- Required action:
Nothing but the lines from the start of the records through the line that contains "revwalk.set_sorting(Sort::TOPOLOGICAL | Sort::TIME)?;" is to be copied, and each is to be copied exactly.

- Data section:
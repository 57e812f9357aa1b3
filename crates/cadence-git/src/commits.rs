//! Commit history operations

use std::path::Path;

use chrono::{TimeZone, Utc};
use git2::{DiffOptions, Oid, Sort};
use tracing::{debug, instrument};

use cadence_core::error::GitError;

use crate::repository::{GitRepo, Result};
use crate::types::{CommitInfo, RevisionRange};

impl GitRepo {
    /// List commit hashes in a revision range, newest first
    #[instrument(skip(self), fields(range = %range))]
    pub fn commits_in_range(&self, range: &RevisionRange) -> Result<Vec<String>> {
        let to = self.resolve(&range.to)?;

        let mut revwalk = self.repo.revwalk()?;
        revwalk.set_sorting(Sort::TOPOLOGICAL | Sort::TIME)?;
        revwalk.push(to)?;
        if let Some(from) = &range.from {
            revwalk.hide(self.resolve(from)?)?;
        }

        let mut hashes = Vec::new();
        for oid in revwalk {
            let oid = oid?;
            if let Some(path) = &range.path {
                let commit = self.repo.find_commit(oid)?;
                if !self.touches_path(&commit, path)? {
                    continue;
                }
            }
            hashes.push(oid.to_string());
        }

        debug!(count = hashes.len(), "walked revision range");
        Ok(hashes)
    }

    /// Get a specific commit by hash
    pub fn get_commit(&self, hash: &str) -> Result<CommitInfo> {
        let oid = Oid::from_str(hash).map_err(|_| GitError::CommitNotFound(hash.to_string()))?;
        let commit = self
            .repo
            .find_commit(oid)
            .map_err(|_| GitError::CommitNotFound(hash.to_string()))?;
        Ok(commit_to_info(&commit))
    }

    /// Whether a commit changes anything under `path` relative to its first parent
    fn touches_path(&self, commit: &git2::Commit<'_>, path: &Path) -> Result<bool> {
        let tree = commit.tree()?;
        let parent_tree = match commit.parent(0) {
            Ok(parent) => Some(parent.tree()?),
            Err(_) => None,
        };

        let mut opts = DiffOptions::new();
        opts.pathspec(path);
        let diff = self
            .repo
            .diff_tree_to_tree(parent_tree.as_ref(), Some(&tree), Some(&mut opts))?;
        Ok(diff.deltas().len() > 0)
    }
}

/// Convert a git2 Commit to CommitInfo
fn commit_to_info(commit: &git2::Commit<'_>) -> CommitInfo {
    let author = commit.author();

    let message = commit.summary().unwrap_or("(no message)").to_string();
    let body = commit.body().unwrap_or_default().to_string();

    let timestamp = Utc
        .timestamp_opt(commit.time().seconds(), 0)
        .single()
        .unwrap_or_else(Utc::now);

    CommitInfo::new(
        commit.id().to_string(),
        message,
        author.name().unwrap_or("Unknown"),
        author.email().unwrap_or("unknown@example.com"),
        timestamp,
    )
    .with_body(body)
    .with_parents(commit.parent_ids().map(|id| id.to_string()))
}

#[cfg(test)]
pub(crate) mod tests {
    use super::*;
    use git2::{Repository, Signature};
    use tempfile::TempDir;

    /// Write `file`, stage it, and commit with explicit parents
    pub(crate) fn commit_file(
        repo: &Repository,
        update_ref: Option<&str>,
        message: &str,
        file: &str,
        parents: &[Oid],
    ) -> Oid {
        let sig = Signature::now("Test", "test@example.com").unwrap();
        let workdir = repo.workdir().unwrap();
        let full = workdir.join(file);
        std::fs::create_dir_all(full.parent().unwrap()).unwrap();
        std::fs::write(&full, message).unwrap();

        let mut index = repo.index().unwrap();
        index.add_path(Path::new(file)).unwrap();
        index.write().unwrap();
        let tree = repo.find_tree(index.write_tree().unwrap()).unwrap();

        let parents: Vec<_> = parents.iter().map(|p| repo.find_commit(*p).unwrap()).collect();
        let parent_refs: Vec<_> = parents.iter().collect();
        repo.commit(update_ref, &sig, &sig, message, &tree, &parent_refs)
            .unwrap()
    }

    /// root -> main ---------> merge (HEAD)
    ///      \-> feat1 -> feat2 /
    pub(crate) struct MergeFixture {
        pub temp: TempDir,
        pub root: Oid,
        pub main: Oid,
        pub feat1: Oid,
        pub feat2: Oid,
        pub merge: Oid,
    }

    pub(crate) fn merge_fixture() -> MergeFixture {
        let temp = TempDir::new().unwrap();
        let repo = Repository::init(temp.path()).unwrap();

        let root = commit_file(&repo, Some("HEAD"), "chore: initial", "README.md", &[]);
        let feat1 = commit_file(&repo, None, "feat(ui): add button", "packages/ui/button.ts", &[root]);
        let feat2 = commit_file(&repo, None, "test(ui): cover button", "packages/ui/button.test.ts", &[feat1]);
        let main = commit_file(&repo, Some("HEAD"), "fix(api): null check", "packages/api/index.ts", &[root]);
        let merge = commit_file(
            &repo,
            Some("HEAD"),
            "Merge pull request #42 from acme/button\n\nAdd button component",
            "MERGED",
            &[main, feat2],
        );

        MergeFixture {
            temp,
            root,
            main,
            feat1,
            feat2,
            merge,
        }
    }

    #[test]
    fn test_whole_history() {
        let fixture = merge_fixture();
        let repo = GitRepo::open(fixture.temp.path()).unwrap();

        let hashes = repo.commits_in_range(&RevisionRange::head()).unwrap();
        assert_eq!(hashes.len(), 5);
        assert_eq!(hashes[0], fixture.merge.to_string());
        assert_eq!(hashes.last().unwrap(), &fixture.root.to_string());
    }

    #[test]
    fn test_second_parent_range() {
        let fixture = merge_fixture();
        let repo = GitRepo::open(fixture.temp.path()).unwrap();

        let range = RevisionRange::between(fixture.main.to_string(), fixture.feat2.to_string());
        let hashes = repo.commits_in_range(&range).unwrap();
        assert_eq!(
            hashes,
            vec![fixture.feat2.to_string(), fixture.feat1.to_string()]
        );
    }

    #[test]
    fn test_path_filter() {
        let fixture = merge_fixture();
        let repo = GitRepo::open(fixture.temp.path()).unwrap();

        let range = RevisionRange::since(fixture.root.to_string())
            .with_path(Some(Path::new("packages/api")));
        let hashes = repo.commits_in_range(&range).unwrap();
        assert_eq!(hashes, vec![fixture.main.to_string()]);
    }

    #[test]
    fn test_get_commit_reads_parents_and_body() {
        let fixture = merge_fixture();
        let repo = GitRepo::open(fixture.temp.path()).unwrap();

        let merge = repo.get_commit(&fixture.merge.to_string()).unwrap();
        assert_eq!(merge.message, "Merge pull request #42 from acme/button");
        assert_eq!(merge.body.as_deref(), Some("Add button component"));
        assert_eq!(
            merge.parents,
            vec![fixture.main.to_string(), fixture.feat2.to_string()]
        );
        assert_eq!(merge.author, "Test");
    }

    #[test]
    fn test_unknown_commit() {
        let fixture = merge_fixture();
        let repo = GitRepo::open(fixture.temp.path()).unwrap();

        assert!(matches!(
            repo.get_commit("0000000000000000000000000000000000000000"),
            Err(GitError::CommitNotFound(_))
        ));
        assert!(repo
            .commits_in_range(&RevisionRange::since("no-such-tag"))
            .is_err());
    }
}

- Task solution:
repository 57e812f9357aa1b3
filename crates/cadence-git/src/commits.rs
//! Commit history operations

use std::path::Path;

use chrono::{TimeZone, Utc};
use git2::{DiffOptions, Oid, Sort};
use tracing::{debug, instrument};

use cadence_core::error::GitError;

use crate::repository::{GitRepo, Result};
use crate::types::{CommitInfo, RevisionRange};

impl GitRepo {
    /// List commit hashes in a revision range, newest first
    #[instrument(skip(self), fields(range = %range))]
    pub fn commits_in_range(&self, range: &RevisionRange) -> Result<Vec<String>> {
        let to = self.resolve(&range.to)?;

        let mut revwalk = self.repo.revwalk()?;
        revwalk.set_sorting(Sort::TOPOLOGICAL | Sort::TIME)?;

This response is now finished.